Having grown up in Laguna, I know why this Cress Street compound is listed in the San Francisco MLS. The beach area between Cress and Mountain streets are faaaaabulouuuus. Have been since the 1970’s.

The property would make for a great B+B but it will never cash flow.

My .02c

Soylent Green Is People.

Astute Observation by minou270
2010-04-02 11:37 AM

Three villas on the compound.  I’m impressed. smile Whenever I hear the word “compound” associated with homes, I inevitably think of Jonestown - I guess that’s fitting.

Astute Observation by newbie2008
2010-04-02 05:09 PM

BUL
I could hardly contain my laughter with your comment.  Compound and Jonestown.

As for allowing or giving cities money to buy abandand property, why buy?  Just take them via condemation procedures unless their trying to give the banksters a little bit more money.

Astute Observation by NOT
2010-04-02 02:25 PM

[url=“http://finance.yahoo.com/news/Changes-to-federal-apf-2616677023.html?x=0&sec=topStories&pos=3&asset;=&ccode;=”]The federal government announced Friday that it is relaxing some rules to make it easier for communities to spend funds on redeveloping abandoned and foreclosed properties.

The changes, effective immediately, will allow cities, counties and states to buy properties in mortgage default and uninhabitable homes with lingering code violations through the $4 billion Neighborhood Stabilization Program.

The program was started in the midst of the nation’s foreclosure crisis, but a year later about a third of more than 300 local governments that got grants have barely made a dent in them, according to a recent report from the U.S. Department of Housing and Urban Development.

Some city, state and county officials say they have had trouble spending the grant money because federal rules are confusing and cash investors have often outbid them for residential properties.[/url]

Did I read this wrong? Cash investors want to buy this property but city can now outbid them using federal funds?
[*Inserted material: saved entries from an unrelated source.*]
//! CLI argument definitions using clap
//!
//! This module contains all the clap structs and enums for parsing CLI arguments.
//! The actual command implementations are in the `commands` module.

use std::path::PathBuf;

use clap::{Args, Parser, Subcommand};

/// Finpulse - Personal finance snapshots and health scores
#[derive(Parser)]
#[command(name = "finpulse")]
#[command(about = "Dashboard snapshots, spending summaries and health evaluation", long_about = None)]
#[command(version)]
pub struct Cli {
    /// Config file (defaults to ~/.config/finpulse/config.toml when present)
    #[arg(long, global = true)]
    pub config: Option<PathBuf>,

    /// Enable verbose logging
    #[arg(short, long, global = true)]
    pub verbose: bool,

    #[command(subcommand)]
    pub command: Commands,
}

/// Inputs shared by every view command
#[derive(Args, Debug, Clone)]
pub struct InputArgs {
    /// Dataset file (.json or .csv); repeat to combine several
    #[arg(short, long = "input", required = true)]
    pub inputs: Vec<PathBuf>,

    /// Period: 1W, 1M, 3M, 1Y, ALL (defaults to the configured period)
    #[arg(short, long)]
    pub period: Option<String>,

    /// Reference time, RFC 3339 or YYYY-MM-DD (defaults to now)
    #[arg(long)]
    pub now: Option<String>,
}

#[derive(Subcommand)]
pub enum Commands {
    /// Build the dashboard snapshot
    Snapshot {
        #[command(flatten)]
        input: InputArgs,

        /// Print JSON instead of a table
        #[arg(long)]
        json: bool,
    },

    /// Summarize income, spend and top categories for the period
    Summary {
        #[command(flatten)]
        input: InputArgs,

        /// Print JSON instead of a table
        #[arg(long)]
        json: bool,
    },

    /// Score financial health and list insights
    Evaluate {
        #[command(flatten)]
        input: InputArgs,

        /// Print JSON instead of a table
        #[arg(long)]
        json: bool,
    },

    /// Print snapshot, summary and evaluation as one JSON document
    Report {
        #[command(flatten)]
        input: InputArgs,
    },

    /// Show the resolved configuration
    Config,
}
Why would any city want to do that?

Astute Observation by NOT
2010-04-02 02:26 PM

I guess I should have made that link shorter.  Here it is again

IR or Zoval: How do I do bold/underline/italics on here? What chars do I use? What is the escape char?

Astute Observation by zovall
2010-04-03 07:17 AM

Use these tags with [] and [/]: url, b, i, img, color

Astute Observation by Joe
2010-04-02 03:16 PM

<marquee behavior=alternate >You need to use HTML code.</marquee>

Astute Observation by Steve
2010-04-04 10:28 AM

Nice try but the lenders had the income. Stated income loans had guidelines. If the income was too difficult for the loan originator to prove they were to use a “Global Salary Calculator” using the average income. Not place people in the highest possible income.
    Granted there were some borrowers that played the system but for the most part these incomes were changed and increased behind the borrowers back. You don’t have that signed copy of income and if you call the Title/Escrow offices you’ll discover pages are missing. You can’t take sides anymore placing blame on the dead beat borrower. And a loan can not be enforced and approved simply by a borrowers signature. Anyone who puts so much effort stating the self-employed borrower spent two years lying to the IRS falsifing their income just so they can go out and buy a home they could never afford has to be desperate to hiding their own crimes. The fraud is in the numbers and the truths will come out. GREED!